WHAT IS NEEDED: The result should be every line in the material below containing the string "that".

MATERIAL TO PROCESS:
//! Verifying and applying a single hunk to an in-memory line sequence.
//!
//! The cursor only advances past lines that stay in the file (context) or
//! that were just inserted. A removed line leaves the cursor where it is, so
//! the next hunk line is checked against whatever slid into that slot.

use super::newline_expectation;
use crate::lines::{LineBuffer, LineSet};
use crate::models::{Hunk, HunkLine};

#[derive(Debug, Clone, PartialEq, Eq, thiserror::Error)]
pub enum HunkError {
    #[error("line {line_number}: expected `{expected}`, found `{actual}`")]
    ContentMismatch {
        line_number: usize,
        expected: HunkLine,
        actual: String,
    },
    #[error("line {line_number} (`{expected}`) is past the end of the file ({len} lines)")]
    OutOfRange {
        line_number: usize,
        expected: HunkLine,
        len: usize,
    },
    #[error("hunk expects the file to {}", newline_expectation(.expected_missing))]
    NewlineMismatch { expected_missing: bool },
}

/// Apply `hunk` to `current`, returning the new line sequence.
pub fn apply(current: &[String], hunk: &Hunk) -> Result<Vec<String>, HunkError> {
    let mut lines = current.to_vec();
    apply_in_place(&mut lines, hunk)?;
    Ok(lines)
}

/// Apply `hunk` to `lines` in place.
///
/// Returns the index just past the hunk's last line. On error `lines` may be
/// partially edited; callers work on a copy.
pub fn apply_in_place<L>(lines: &mut L, hunk: &Hunk) -> Result<usize, HunkError>
where
    L: LineBuffer + ?Sized,
{
    let anchor = hunk.anchor();
    let mut pos = 0;

    for line in &hunk.lines {
        let idx = anchor + pos;
        match line {
            HunkLine::Context(text) => {
                verify(lines, idx, line, text)?;
                pos += 1;
            }
            HunkLine::Remove(text) => {
                verify(lines, idx, line, text)?;
                lines.remove_line(idx);
            }
            HunkLine::Add(text) => {
                if idx > lines.line_count() {
                    return Err(HunkError::OutOfRange {
                        line_number: idx + 1,
                        expected: line.clone(),
                        len: lines.line_count(),
                    });
                }
                let text = lines.hunk_text(text);
                lines.insert_line(idx, text);
                pos += 1;
            }
            HunkLine::NoNewlineMarker => {}
        }
    }

    Ok(anchor + pos)
}

/// Apply `hunk` to a whole file, keeping its trailing newline flag in step.
///
/// The flag only changes when the hunk reaches the end of the file. In that
/// case the hunk's source side must agree with the file about the final
/// newline, and its target side decides the new flag.
pub fn apply_to(set: &mut LineSet, hunk: &Hunk) -> Result<(), HunkError> {
    let end = apply_in_place(set, hunk)?;
    if end < set.lines.len() {
        return Ok(());
    }

    if hunk.has_old_side_lines() && hunk.old_missing_newline() != set.missing_final_newline {
        return Err(HunkError::NewlineMismatch {
            expected_missing: hunk.old_missing_newline(),
        });
    }
    set.missing_final_newline = hunk.new_missing_newline();
    Ok(())
}

fn verify<L: LineBuffer + ?Sized>(
    lines: &L,
    idx: usize,
    line: &HunkLine,
    expected: &str,
) -> Result<(), HunkError> {
    match lines.line_at(idx) {
        None => Err(HunkError::OutOfRange {
            line_number: idx + 1,
            expected: line.clone(),
            len: lines.line_count(),
        }),
        Some(actual) if actual != lines.hunk_text(expected) => Err(HunkError::ContentMismatch {
            line_number: idx + 1,
            expected: line.clone(),
            actual: actual.to_string(),
        }),
        Some(_) => Ok(()),
    }
}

RESPONSE:
//! The cursor only advances past lines that stay in the file (context) or
//! that were just inserted. A removed line leaves the cursor where it is, so
//! the next hunk line is checked against whatever slid into that slot.
/// The flag only changes when the hunk reaches the end of the file. In that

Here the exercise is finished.